━━━ Supplied data ━━━

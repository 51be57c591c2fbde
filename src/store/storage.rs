//! Blob storage: uploads and public URLs.

use tracing::info;
use uuid::Uuid;

use super::{StoreClient, StoreResult};

/// Random object name keeping the original file extension.
///
/// `photo.PNG` becomes `<uuid>.PNG`; names without an extension get a bare uuid.
pub fn object_path_for(file_name: &str) -> String {
    let id = Uuid::new_v4();
    match file_name.rsplit_once('.') {
        Some((stem, ext)) if !stem.is_empty() && is_plain_extension(ext) => {
            format!("{}.{}", id, ext)
        }
        _ => id.to_string(),
    }
}

fn is_plain_extension(ext: &str) -> bool {
    !ext.is_empty() && ext.len() <= 10 && ext.chars().all(|c| c.is_ascii_alphanumeric())
}

impl StoreClient {
    /// Public URL of an object in a public bucket.
    pub fn public_url(&self, bucket: &str, object_path: &str) -> String {
        format!(
            "{}/storage/v1/object/public/{}/{}",
            self.base_url(),
            bucket,
            object_path
        )
    }

    /// Upload bytes under `object_path` and return the object's public URL.
    pub async fn upload_object(
        &self,
        bucket: &str,
        object_path: &str,
        content_type: &str,
        bytes: Vec<u8>,
    ) -> StoreResult<String> {
        let url = format!(
            "{}/storage/v1/object/{}/{}",
            self.base_url(),
            bucket,
            object_path
        );
        let request = self
            .http()
            .post(url)
            .header(reqwest::header::CONTENT_TYPE, content_type)
            .body(bytes);
        let response = self.authorize(request).send().await?;
        Self::check(response).await?;

        info!("Uploaded {}/{}", bucket, object_path);
        Ok(self.public_url(bucket, object_path))
    }
}
//! Inbound database webhook.

use std::sync::Arc;

use axum::body::Bytes;
use axum::extract::State;
use axum::http::{HeaderMap, StatusCode};
use axum::response::{IntoResponse, Response};
use axum::Json;
use serde_json::json;
use tracing::{debug, warn};

use crate::realtime::WebhookPayload;
use crate::security::constant_time_compare;
use crate::server::state::AppState;

/// Header carrying the shared secret configured on the database webhook.
pub const SECRET_HEADER: &str = "x-webhook-secret";

/// Handle POST /hooks/changes.
///
/// Disabled (404) unless a secret is configured; a wrong or missing secret
/// gets 401.
pub async fn receive_change(
    State(state): State<Arc<AppState>>,
    headers: HeaderMap,
    body: Bytes,
) -> Response {
    let Some(expected) = state.config.webhook_secret.as_deref() else {
        return StatusCode::NOT_FOUND.into_response();
    };

    let provided = headers
        .get(SECRET_HEADER)
        .and_then(|value| value.to_str().ok())
        .unwrap_or_default();
    if !constant_time_compare(provided, expected) {
        warn!("Rejected change webhook with invalid secret");
        return StatusCode::UNAUTHORIZED.into_response();
    }

    let payload: WebhookPayload = match serde_json::from_slice(&body) {
        Ok(payload) => payload,
        Err(e) => {
            return (StatusCode::BAD_REQUEST, Json(json!({"error": e.to_string()}))).into_response()
        }
    };
    let Some(event) = payload.into_event() else {
        return (StatusCode::ACCEPTED, Json(json!({"delivered": 0}))).into_response();
    };
    debug!("Change on {}: {:?}", event.table, event.event);
    let delivered = state.feed.publish(event);
    (StatusCode::ACCEPTED, Json(json!({"delivered": delivered}))).into_response()
}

━━━

• **How to complete this task**: Give back the data above word for word.

• **Solution for this task**:
repository 51be57c591c2fbde
filename src/store/storage.rs
//! Blob storage: uploads and public URLs.

use tracing::info;
use uuid::Uuid;

use super::{StoreClient, StoreResult};

/// Random object name keeping the original file extension.
///
/// `photo.PNG` becomes `<uuid>.PNG`; names without an extension get a bare uuid.
pub fn object_path_for(file_name: &str) -> String {
    let id = Uuid::new_v4();
    match file_name.rsplit_once('.') {
        Some((stem, ext)) if !stem.is_empty() && is_plain_extension(ext) => {
            format!("{}.{}", id, ext)
        }
        _ => id.to_string(),
    }
}

fn is_plain_extension(ext: &str) -> bool {
    !ext.is_empty() && ext.len() <= 10 && ext.chars().all(|c| c.is_ascii_alphanumeric())
}

impl StoreClient {
    /// Public URL of an object in a public bucket.
    pub fn public_url(&self, bucket: &str, object_path: &str) -> String {
        format!(
            "{}/storage/v1/object/public/{}/{}",
            self.base_url(),
            bucket,
            object_path
        )
    }

    /// Upload bytes under `object_path` and return the object's public URL.
    pub async fn upload_object(
        &self,
        bucket: &str,
        object_path: &str,
        content_type: &str,
        bytes: Vec<u8>,
    ) -> StoreResult<String> {
        let url = format!(
            "{}/storage/v1/object/{}/{}",
            self.base_url(),
            bucket,
            object_path
        );
        let request = self
            .http()
            .post(url)
            .header(reqwest::header::CONTENT_TYPE, content_type)
            .body(bytes);
        let response = self.authorize(request).send().await?;
        Self::check(response).await?;

        info!("Uploaded {}/{}", bucket, object_path);
        Ok(self.public_url(bucket, object_path))
    }
}
//! Inbound database webhook.

use std::sync::Arc;

use axum::body::Bytes;
use axum::extract::State;
use axum::http::{HeaderMap, StatusCode};
use axum::response::{IntoResponse, Response};
use axum::Json;
use serde_json::json;
use tracing::{debug, warn};

use crate::realtime::WebhookPayload;
use crate::security::constant_time_compare;
use crate::server::state::AppState;

/// Header carrying the shared secret configured on the database webhook.
pub const SECRET_HEADER: &str = "x-webhook-secret";

/// Handle POST /hooks/changes.
///
/// Disabled (404) unless a secret is configured; a wrong or missing secret
/// gets 401.
pub async fn receive_change(
    State(state): State<Arc<AppState>>,
    headers: HeaderMap,
    body: Bytes,
) -> Response {
    let Some(expected) = state.config.webhook_secret.as_deref() else {
        return StatusCode::NOT_FOUND.into_response();
    };

    let provided = headers
        .get(SECRET_HEADER)
        .and_then(|value| value.to_str().ok())
        .unwrap_or_default();
    if !constant_time_compare(provided, expected) {
        warn!("Rejected change webhook with invalid secret");
        return StatusCode::UNAUTHORIZED.into_response();
    }

    let payload: WebhookPayload = match serde_json::from_slice(&body) {
        Ok(payload) => payload,
        Err(e) => {
            return (StatusCode::BAD_REQUEST, Json(json!({"error": e.to_string()}))).into_response()
        }
    };
    let Some(event) = payload.into_event() else {
        return (StatusCode::ACCEPTED, Json(json!({"delivered": 0}))).into_response();
    };
    debug!("Change on {}: {:?}", event.table, event.event);
    let delivered = state.feed.publish(event);
    (StatusCode::ACCEPTED, Json(json!({"delivered": delivered}))).into_response()
}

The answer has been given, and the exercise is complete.